Of the 34,485 adults in the studies, people with average life expectancy walked at about 0.8 meter per second. For those with a gait speed of one meter per second or faster "survival was longer than expected by age and sex alone," the researchers noted in their article.
The life expectancy of brisk-walking women ranged from 87 to 88, and from 85 to 87 in brisk-walking men. Slow-walking women, on the other hand, had a life expectancy of 72 to 85. Men who walked slow had a life expectancy of 65 to 81.
The study builds on previous research that shows the benefits of moving faster. Walking faster will naturally increase your stride length, another predictor of longevity and future health.
These individuals had a life expectancy up to 20 years longer than their slower walking peers. The team in this study notes that they did not find a link between walking slower and telomere length growing shorter.
The length of participants' telomeres was also measured, and researchers found that people with a faster self-reported walking pace were more likely to have longer telomeres. The findings suggested that brisk walking led to a lower biological age, rather than the other way round.
Exercise is one of the best ways to delay aging. And with good reason: too much time sitting (sedentary behavior) is associated with an increased risk of heart disease, diabetes, cancer, and an early death. Aerobic activity is any activity that causes you to breathe harder than normal and your heart to beat faster.
New study says decline begins in our 50s
By the time you reach your 50s, your strength, balance and endurance are already beginning to wane — much earlier than previously thought, according to a new study.
The findings of the study reveal that slow walkers are 2.9 times more likely to die from a heart attack, stroke, and related causes as compared to those who walked fast. This was common in the case of both men and women.
Along with lower IQ, slow walkers have an increased risk of developing dementia and their brains age faster than those of fast walkers.
The research showed that late people tend to feel less stressed and more relaxed. This leads to lower blood pressure, lower risk of heart disease, greater cardiovascular health, lower risk of stroke and lower chance of depression - all in all making them live longer lives.
With that, the study notes that “any combination of medium to high levels” of vigorous (75 to 300 minutes per week) and moderate physical activity (150 to 600 minutes per week) “can provide nearly the maximum mortality reduction,” which is about 35% to 42%.
Women live longer than men across the world and scientists have by and large linked the sex differences in longevity with biological foundation to survival. A new study of wild mammals has found considerable differences in life span and aging in various mammalian species.
Slower walking speed in the elderly may be explained by loss of muscle strength and mass. Summary: Research has found that elderly people walk at a slower speed and tire more quickly because of loss of strength and mass in leg muscles.
Having an inactive lifestyle can be one of the causes of many chronic diseases. By not getting regular exercise, you raise your risk of: Obesity. Heart diseases, including coronary artery disease and heart attack.

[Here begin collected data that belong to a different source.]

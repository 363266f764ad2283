use serde::{Deserialize, Serialize};
use serde_json::json;
use tracing::warn;

use super::StageEnv;
use crate::error::{AssessError, ProviderError};
use crate::events::metrics;
use crate::pipeline::context::RunContext;
use crate::provider::{DeviceProfile, DocumentFacts, PageMetricsProvider};

#[derive(Debug, Clone, PartialEq, Serialize, Deserialize)]
#[serde(rename_all = "camelCase")]
pub struct Violation {
    pub rule: String,
    pub count: u32,
    pub description: String,
}

#[derive(Debug, Clone, Default, PartialEq, Serialize, Deserialize)]
#[serde(rename_all = "camelCase")]
pub struct AccessibilityResult {
    pub violations: Vec<Violation>,
    pub degraded: bool,
}

impl AccessibilityResult {
    /// Sum of offending elements across all rules.
    pub fn violation_count(&self) -> u32 {
        self.violations.iter().map(|v| v.count).sum()
    }
}

/// Static heuristics over the rendered desktop document. Always reads the
/// real page; there is no simulated variant.
pub async fn audit<P: PageMetricsProvider>(
    env: &StageEnv<'_, P>,
    ctx: &mut RunContext,
) -> Result<AccessibilityResult, AssessError> {
    let target = ctx.target().url.clone();
    let document = match env.navigate(&target, DeviceProfile::Desktop).await {
        Ok(snapshot) => {
            ctx.observe_snapshot(&snapshot);
            snapshot.document
        }
        Err(ProviderError::Unavailable(msg)) => return Err(AssessError::ProviderUnavailable(msg)),
        Err(e) => {
            warn!("Accessibility audit could not load {}: {}", target, e);
            None
        }
    };

    let Some(document) = document else {
        return Ok(AccessibilityResult {
            violations: Vec::new(),
            degraded: true,
        });
    };

    let result = AccessibilityResult {
        violations: violations(&document),
        degraded: false,
    };
    ctx.report(
        0.5,
        "Evaluated accessibility rules",
        metrics(json!({ "accessibilityViolations": result.violation_count() })),
    )
    .await?;
    Ok(result)
}

pub fn violations(doc: &DocumentFacts) -> Vec<Violation> {
    let mut out = Vec::new();
    if doc.images_missing_alt > 0 {
        out.push(Violation {
            rule: "image-alt".to_string(),
            count: doc.images_missing_alt,
            description: format!(
                "{} of {} images have no alt text",
                doc.images_missing_alt, doc.images_total
            ),
        });
    }
    if !doc.has_lang {
        out.push(Violation {
            rule: "html-has-lang".to_string(),
            count: 1,
            description: "The <html> element has no lang attribute".to_string(),
        });
    }
    if !doc.has_title {
        out.push(Violation {
            rule: "document-title".to_string(),
            count: 1,
            description: "The document has no <title>".to_string(),
        });
    }
    if doc.inputs_without_label > 0 {
        out.push(Violation {
            rule: "label".to_string(),
            count: doc.inputs_without_label,
            description: format!("{} form inputs have no label", doc.inputs_without_label),
        });
    }
    out
}
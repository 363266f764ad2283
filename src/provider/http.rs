use reqwest::header::USER_AGENT;
use std::time::{Duration, Instant};
use tracing::debug;
use url::Url;

use super::html::{count_subresources, scan_document};
use super::{
    BrowserProfile, DeviceProfile, HeadOutcome, NavigationTimings, PageMetricsProvider,
    PageSnapshot, ResourceStats,
};
use crate::config::NAVIGATION_TIMEOUT_SECS;
use crate::error::ProviderError;

/// Plain HTTP provider: fetches the document with reqwest and derives
/// timings and structure from the response. No paint or web-vitals data.
#[derive(Clone)]
pub struct HttpProvider {
    client: reqwest::Client,
}

impl HttpProvider {
    pub fn new() -> Result<Self, ProviderError> {
        let client = reqwest::Client::builder()
            .timeout(Duration::from_secs(NAVIGATION_TIMEOUT_SECS))
            .pool_max_idle_per_host(16)
            .build()
            .map_err(|e| ProviderError::Unavailable(format!("HTTP client: {}", e)))?;
        Ok(Self { client })
    }

    pub fn with_client(client: reqwest::Client) -> Self {
        Self { client }
    }
}

pub(crate) fn classify_reqwest_error(e: reqwest::Error, timeout: Duration) -> ProviderError {
    if e.is_timeout() {
        ProviderError::Timeout(timeout)
    } else {
        ProviderError::Navigation(e.to_string())
    }
}

impl PageMetricsProvider for HttpProvider {
    fn name(&self) -> &'static str {
        "http"
    }

    async fn initialize(&self) -> Result<(), ProviderError> {
        Ok(())
    }

    async fn head(
        &self,
        url: &Url,
        browser: BrowserProfile,
        timeout: Duration,
    ) -> Result<HeadOutcome, ProviderError> {
        let start = Instant::now();
        let resp = self
            .client
            .head(url.as_str())
            .header(USER_AGENT, browser.user_agent())
            .timeout(timeout)
            .send()
            .await
            .map_err(|e| classify_reqwest_error(e, timeout))?;

        Ok(HeadOutcome {
            status: resp.status().as_u16(),
            elapsed: start.elapsed(),
        })
    }

    async fn navigate(
        &self,
        url: &Url,
        device: DeviceProfile,
        timeout: Duration,
    ) -> Result<PageSnapshot, ProviderError> {
        let start = Instant::now();
        let resp = self
            .client
            .get(url.as_str())
            .header(USER_AGENT, device.user_agent())
            .timeout(timeout)
            .send()
            .await
            .map_err(|e| classify_reqwest_error(e, timeout))?;

        let ttfb_ms = start.elapsed().as_secs_f64() * 1000.0;
        let status = resp.status().as_u16();
        let final_url = resp.url().clone();
        let is_html = resp
            .headers()
            .get(reqwest::header::CONTENT_TYPE)
            .and_then(|v| v.to_str().ok())
            .map(|ct| ct.contains("html"))
            .unwrap_or(true);

        let body = resp
            .text()
            .await
            .map_err(|e| classify_reqwest_error(e, timeout))?;
        let elapsed = start.elapsed();
        let total_ms = elapsed.as_secs_f64() * 1000.0;

        debug!(
            "GET {} ({:?}) -> {} in {:.0}ms, {} bytes",
            url,
            device,
            status,
            total_ms,
            body.len()
        );

        // The request was made under `device`, so that profile's viewport is
        // the width the document was served for.
        let document = is_html.then(|| {
            let mut facts = scan_document(&body, &final_url);
            facts.viewport_width = Some(device.viewport_width());
            facts
        });
        let subresources = if is_html { count_subresources(&body) } else { 0 };

        Ok(PageSnapshot {
            status,
            elapsed,
            timings: NavigationTimings {
                ttfb_ms: Some(ttfb_ms),
                load_complete_ms: Some(total_ms),
                ..Default::default()
            },
            resources: ResourceStats {
                count: subresources + 1,
                total_transfer_bytes: body.len() as u64,
                slowest_ms: total_ms,
            },
            web_vitals: None,
            document,
        })
    }
}
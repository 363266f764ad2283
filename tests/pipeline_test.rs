mod common;

use std::collections::BTreeSet;
use serde_json::json;
use std::sync::Arc;
use std::time::{Duration, Instant};
use tokio_stream::StreamExt;

use common::{fast_tuning, ScriptedProvider};
use sitepulse::config::{PipelineTuning, ProbeMode};
use sitepulse::events::Event;
use sitepulse::pipeline::request::TestConfig;
use sitepulse::pipeline::Pipeline;
use sitepulse::provider::DocumentFacts;
use sitepulse::scoring::{IssueCategory, Report};
use sitepulse::stages::StageKind;

fn pipeline(provider: ScriptedProvider, mode: ProbeMode) -> (Pipeline<ScriptedProvider>, Arc<ScriptedProvider>) {
    let provider = Arc::new(provider);
    let pipeline = Pipeline::new(provider.clone())
        .with_tuning(fast_tuning())
        .with_mode(mode);
    (pipeline, provider)
}

fn config(stages: &[StageKind], concurrent: u32, duration: u64) -> TestConfig {
    TestConfig {
        concurrent,
        duration,
        stages: stages.iter().copied().collect::<BTreeSet<_>>(),
        ..TestConfig::default()
    }
}

async fn collect(pipeline: &Pipeline<ScriptedProvider>, url: &str, config: TestConfig) -> Vec<Event> {
    let stream = pipeline.run(url, config).expect("valid request");
    tokio::time::timeout(Duration::from_secs(20), stream.collect::<Vec<_>>())
        .await
        .expect("run finished")
}

fn final_report(events: &[Event]) -> &Report {
    match events.last() {
        Some(Event::Final { results, .. }) => results,
        other => panic!("expected final event, got {:?}", other),
    }
}

fn assert_monotonic_to_100(events: &[Event]) {
    let progress: Vec<u8> = events.iter().filter_map(|e| e.progress()).collect();
    assert!(!progress.is_empty());
    assert!(
        progress.windows(2).all(|w| w[0] <= w[1]),
        "progress regressed: {:?}",
        progress
    );
    assert_eq!(*progress.last().unwrap(), 100);
}

#[tokio::test]
async fn test_full_measured_run() {
    let document = DocumentFacts {
        links: vec![
            "https://example.com/about".to_string(),
            "https://example.com/gone".to_string(),
        ],
        has_viewport_meta: true,
        mobile_nav_elements: 1,
        has_lang: true,
        has_title: true,
        images_total: 2,
        images_missing_alt: 1,
        ..Default::default()
    };
    let provider = ScriptedProvider::new()
        .with_document(document)
        .with_head_status("https://example.com/gone", 404);
    let (pipeline, provider) = pipeline(provider, ProbeMode::Measured);

    let events = collect(&pipeline, "example.com", config(&StageKind::ALL, 3, 1)).await;
    assert_monotonic_to_100(&events);

    let report = final_report(&events);
    assert_eq!(report.url, "https://example.com/");
    assert!(report.score <= 100);
    assert_eq!(report.metrics.broken_links, vec!["https://example.com/gone"]);
    assert_eq!(report.metrics.mobile_score, Some(100));
    assert_eq!(report.metrics.accessibility_violations, Some(1));
    assert_eq!(report.metrics.page_requests, Some(12));
    assert!(report.metrics.speed_index.is_some());
    assert!(report.degraded.is_empty());

    let total = report.metrics.total_requests.unwrap();
    assert!(total > 0);
    assert_eq!(total % 3, 0, "every batch issues exactly `concurrent` requests");
    assert_eq!(report.metrics.failed_requests, Some(0));

    // HEAD for the load-time probe plus one per link.
    assert_eq!(provider.head_calls(), 3);
    assert_eq!(pipeline.tracker().in_flight(), 0);
    assert_eq!(provider.open_pages(), 0);
}

#[tokio::test]
async fn test_events_carry_partial_metrics() {
    let (pipeline, _provider) = pipeline(ScriptedProvider::new(), ProbeMode::Simulated);
    let events = collect(
        &pipeline,
        "example.com",
        config(&[StageKind::LoadTime, StageKind::Mobile], 1, 1),
    )
    .await;

    let keys: Vec<String> = events
        .iter()
        .filter_map(|e| match e {
            Event::Progress { metrics, .. } | Event::Metrics { metrics } => Some(metrics),
            _ => None,
        })
        .flat_map(|m| m.keys().cloned())
        .collect();
    assert!(keys.iter().any(|k| k == "loadTime"));
    assert!(keys.iter().any(|k| k == "mobileScore"));

    // At least one update inside the load-time stage before it completes.
    let inside = events.iter().any(|e| {
        matches!(e, Event::Progress { progress, metrics, .. }
            if *progress < 50 && metrics.contains_key("loadTimeSamples"))
    });
    assert!(inside);
}

#[tokio::test]
async fn test_private_host_skips_head_probe() {
    let (pipeline, provider) = pipeline(ScriptedProvider::new(), ProbeMode::Simulated);
    let events = collect(&pipeline, "localhost:3000", config(&[StageKind::LoadTime], 1, 1)).await;

    let report = final_report(&events);
    assert_eq!(report.url, "http://localhost:3000/");
    assert_eq!(report.metrics.load_time, Some(0.3));
    assert_eq!(provider.head_calls(), 0);
}

#[tokio::test]
async fn test_reachable_private_host_is_not_degraded() {
    let listener = tokio::net::TcpListener::bind("127.0.0.1:0").await.unwrap();
    let port = listener.local_addr().unwrap().port();
    tokio::spawn(async move {
        loop {
            let _ = listener.accept().await;
        }
    });

    let (pipeline, provider) = pipeline(ScriptedProvider::new(), ProbeMode::Simulated);
    let url = format!("127.0.0.1:{}", port);
    let events = collect(&pipeline, &url, config(&[StageKind::LoadTime], 1, 1)).await;

    let report = final_report(&events);
    assert!(report.degraded.is_empty());
    assert_eq!(provider.head_calls(), 0);
}

#[tokio::test]
async fn test_slow_head_falls_back_to_degraded_load_time() {
    // Slower than the one-second head timeout in the test tuning.
    let provider = ScriptedProvider::new().with_latency(Duration::from_millis(1500));
    let (pipeline, provider) = pipeline(provider, ProbeMode::Measured);
    let events = collect(&pipeline, "example.com", config(&[StageKind::LoadTime], 1, 1)).await;

    let report = final_report(&events);
    let load_time = report.metrics.load_time.unwrap();
    assert!((2.0..4.0).contains(&load_time), "fallback out of range: {}", load_time);
    assert_eq!(report.degraded, vec!["loadTime".to_string()]);
    assert_eq!(provider.head_calls(), 1);
    assert_eq!(pipeline.tracker().in_flight(), 0);
}

#[tokio::test]
async fn test_failed_head_falls_back_to_degraded_load_time() {
    let provider = ScriptedProvider::new().failing_head("https://example.com/");
    let (pipeline, _provider) = pipeline(provider, ProbeMode::Measured);
    let events = collect(&pipeline, "example.com", config(&[StageKind::LoadTime], 1, 1)).await;

    let report = final_report(&events);
    let load_time = report.metrics.load_time.unwrap();
    assert!((2.0..4.0).contains(&load_time), "fallback out of range: {}", load_time);
    assert_eq!(report.degraded, vec!["loadTime".to_string()]);
    assert!(report
        .issues
        .iter()
        .any(|i| i.category == IssueCategory::LoadTime));
}

#[tokio::test]
async fn test_unreachable_link_counts_as_broken() {
    let document = DocumentFacts {
        links: vec![
            "https://example.com/about".to_string(),
            "https://example.com/down".to_string(),
        ],
        has_lang: true,
        has_title: true,
        ..Default::default()
    };
    let provider = ScriptedProvider::new()
        .with_document(document)
        .failing_head("https://example.com/down");
    let (pipeline, provider) = pipeline(provider, ProbeMode::Measured);
    let events = collect(&pipeline, "example.com", config(&[StageKind::LinkIntegrity], 1, 1)).await;
    assert_monotonic_to_100(&events);

    let report = final_report(&events);
    assert_eq!(report.metrics.links_checked, Some(2));
    assert_eq!(report.metrics.broken_links, vec!["https://example.com/down"]);
    assert!(report.degraded.is_empty());
    assert_eq!(provider.head_calls(), 2);
}

#[tokio::test]
async fn test_link_scan_reports_progress_without_links() {
    let (pipeline, provider) = pipeline(ScriptedProvider::new(), ProbeMode::Measured);
    let events = collect(&pipeline, "example.com", config(&[StageKind::LinkIntegrity], 1, 1)).await;

    // Only the in-stage updates carry a running broken-link count.
    let reported_checks = events.iter().any(|e| match e {
        Event::Progress { metrics, .. } => metrics.get("brokenLinkCount") == Some(&json!(0)),
        _ => false,
    });
    assert!(reported_checks, "no intermediate link progress: {:?}", events);
    assert_eq!(final_report(&events).metrics.links_checked, Some(0));
    assert_eq!(provider.head_calls(), 0);
}

#[tokio::test]
async fn test_link_chunks_are_paced() {
    let document = DocumentFacts {
        links: (0..12)
            .map(|i| format!("https://example.com/page-{}", i))
            .collect(),
        ..Default::default()
    };
    let provider = Arc::new(ScriptedProvider::new().with_document(document));
    let pipeline = Pipeline::new(provider.clone())
        .with_tuning(PipelineTuning {
            update_delay: Duration::from_millis(150),
            ..fast_tuning()
        })
        .with_mode(ProbeMode::Measured);

    let started = Instant::now();
    let events = collect(&pipeline, "example.com", config(&[StageKind::LinkIntegrity], 1, 1)).await;

    // Twelve links make two chunks of ten and two, each followed by a pause.
    assert!(started.elapsed() >= Duration::from_millis(300));
    let chunk_updates = events
        .iter()
        .filter(|e| matches!(e, Event::Progress { metrics, .. } if metrics.contains_key("brokenLinkCount")))
        .count();
    assert_eq!(chunk_updates, 2);
    assert_eq!(final_report(&events).metrics.links_checked, Some(12));
    assert_eq!(provider.head_calls(), 12);
}

#[tokio::test]
async fn test_simulated_probes() {
    let (pipeline, provider) = pipeline(ScriptedProvider::new(), ProbeMode::Simulated);
    let events = collect(
        &pipeline,
        "example.com",
        config(&[StageKind::LinkIntegrity, StageKind::Mobile], 1, 1),
    )
    .await;
    assert_monotonic_to_100(&events);

    let report = final_report(&events);
    let mobile = report.metrics.mobile_score.unwrap();
    assert!((70..=100).contains(&mobile));
    assert_eq!(report.metrics.links_checked, Some(20));
    assert_eq!(provider.navigate_calls(), 0);
}

#[tokio::test]
async fn test_provider_unavailable_fails_run() {
    let (pipeline, _provider) = pipeline(ScriptedProvider::new().unavailable(), ProbeMode::Simulated);
    let events = collect(
        &pipeline,
        "example.com",
        config(&[StageKind::Mobile, StageKind::LoadTest], 2, 1),
    )
    .await;

    assert!(!events.iter().any(|e| matches!(e, Event::Final { .. })));
    match events.last() {
        Some(Event::Failure { error, .. }) => assert_eq!(error, "provider_unavailable"),
        other => panic!("expected failure, got {:?}", other),
    }
    assert_eq!(events.iter().filter(|e| e.is_terminal()).count(), 1);
}

#[tokio::test]
async fn test_invalid_input_rejected_before_start() {
    let (pipeline, provider) = pipeline(ScriptedProvider::new(), ProbeMode::Simulated);
    for url in ["", "not a url", "ftp://example.com", "localhost"] {
        let err = pipeline.start(url, TestConfig::default()).unwrap_err();
        assert_eq!(err.kind(), "validation_error", "{:?}", url);
    }
    let err = pipeline
        .start("example.com", config(&[StageKind::LoadTest], 0, 1))
        .unwrap_err();
    assert_eq!(err.kind(), "validation_error");
    assert_eq!(provider.navigate_calls(), 0);
}

#[tokio::test]
async fn test_disconnect_releases_resources() {
    let provider = ScriptedProvider::new().with_latency(Duration::from_millis(200));
    let (pipeline, provider) = pipeline(provider, ProbeMode::Simulated);

    let mut handle = pipeline
        .start("example.com", config(&[StageKind::LoadTest], 8, 30))
        .unwrap();

    // Wait until the load test has navigations in flight.
    let first = handle.events.recv().await.unwrap();
    assert!(matches!(first, Event::Progress { .. }));
    tokio::time::timeout(Duration::from_secs(2), async {
        while provider.open_pages() == 0 {
            tokio::time::sleep(Duration::from_millis(5)).await;
        }
    })
    .await
    .expect("navigations started");

    drop(handle.events);
    tokio::time::timeout(Duration::from_secs(2), handle.task)
        .await
        .expect("run aborted promptly")
        .unwrap();

    assert_eq!(pipeline.tracker().in_flight(), 0);
    assert_eq!(provider.open_pages(), 0);
    assert!(handle.status.borrow().finished);
}

#[tokio::test]
async fn test_stop_request_ends_without_report() {
    let provider = ScriptedProvider::new().with_latency(Duration::from_millis(100));
    let (pipeline, provider) = pipeline(provider, ProbeMode::Simulated);

    let mut handle = pipeline
        .start("example.com", config(&[StageKind::LoadTest], 4, 30))
        .unwrap();
    let _ = handle.events.recv().await.unwrap();
    handle.stop.send(true).unwrap();

    let mut rest = Vec::new();
    while let Some(event) = tokio::time::timeout(Duration::from_secs(2), handle.events.recv())
        .await
        .expect("stream closed after stop")
    {
        rest.push(event);
    }

    assert!(!rest.iter().any(|e| matches!(e, Event::Final { .. })));
    match rest.last() {
        Some(Event::Failure { error, .. }) => assert_eq!(error, "cancelled"),
        other => panic!("expected cancellation notice, got {:?}", other),
    }
    assert_eq!(pipeline.tracker().in_flight(), 0);
    assert_eq!(provider.open_pages(), 0);
}

#[tokio::test]
async fn test_stop_notice_reaches_slow_reader() {
    let (pipeline, _provider) = pipeline(ScriptedProvider::new(), ProbeMode::Simulated);
    let mut handle = pipeline
        .start("example.com", config(&[StageKind::LoadTest], 2, 30))
        .unwrap();

    // Leave the stream unread until the run has filled its event buffer.
    tokio::time::sleep(Duration::from_millis(2500)).await;
    handle.stop.send(true).unwrap();

    let mut events = Vec::new();
    while let Some(event) = tokio::time::timeout(Duration::from_secs(5), handle.events.recv())
        .await
        .expect("stream closed after stop")
    {
        events.push(event);
    }

    assert!(events.len() > 64, "buffer never filled: {} events", events.len());
    assert!(!events.iter().any(|e| matches!(e, Event::Final { .. })));
    match events.last() {
        Some(Event::Failure { error, .. }) => assert_eq!(error, "cancelled"),
        other => panic!("expected cancellation notice, got {:?}", other),
    }
    assert_eq!(pipeline.tracker().in_flight(), 0);
}

#[tokio::test]
async fn test_concurrent_runs_are_independent() {
    let (pipeline, _provider) = pipeline(ScriptedProvider::new(), ProbeMode::Simulated);
    let a = pipeline.run("example.com", config(&[StageKind::Mobile], 1, 1)).unwrap();
    let b = pipeline
        .run("localhost:8080", config(&[StageKind::LoadTime], 1, 1))
        .unwrap();

    let (a, b) = tokio::join!(a.collect::<Vec<_>>(), b.collect::<Vec<_>>());
    assert_monotonic_to_100(&a);
    assert_monotonic_to_100(&b);
    assert_eq!(final_report(&a).url, "https://example.com/");
    assert_eq!(final_report(&b).url, "http://localhost:8080/");
    assert!(final_report(&a).metrics.load_time.is_none());
    assert!(final_report(&b).metrics.mobile_score.is_none());
}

It found that people who exercised between 2.6 and 4.5 hours a week (156 to 270 minutes) had the most improvement in life expectancy. They were about 50 percent less likely to die in a 25-year period than those who didn't exercise.
Adults aged 65 and older need: At least 150 minutes a week (for example, 30 minutes a day, 5 days a week) of moderate-intensity activity such as brisk walking. Or they need 75 minutes a week of vigorous-intensity activity such as hiking, jogging, or running.
Older adults who walk three to four miles a day — 6,000 to 9,000 steps — were found to be 40 to 50 percent less likely to suffer a heart attack or stroke than those who walk a mile (2,000 steps) a day, according to research published in the journal Circulation.
Generally, older adults in good physical shape walk somewhere between 2,000 and 9,000 steps daily. This translates into walking distances of 1 and 4-1/2 miles respectively. Increasing the walking distance by roughly a mile will produce health benefits.
People with a slow walker personality are usually looking out for themselves and are more self-centered. Slow walkers are found to be involved with themselves or their activities. Usually, people with this walking style are found to be relaxed and content when in their own company.
Walkers — devices with wheeled frames and suspended seats that let babies move around using their feet — are indeed a safety hazard. Walkers are a leading cause of injuries in babies, so health and safety experts strongly discourage their use. While in walkers, babies can roll into hot stoves, heaters, and pools.
As a result, diseases that affect the brain, like vascular disease, normal pressure hydrocephalus, multiple sclerosis and Parkinson's disease, can all make it difficult to walk.” The way you walk can give early warning signs of these diseases.
For example, the team suggests that the biological aging process isn't steady and appears to accelerate periodically — with the greatest bursts coming, on average, around ages 34, 60, and 78.
What's happening. With age, bones tend to shrink in size and density, weakening them and making them more susceptible to fracture. You might even become a bit shorter. Muscles generally lose strength, endurance and flexibility — factors that can affect your coordination, stability and balance.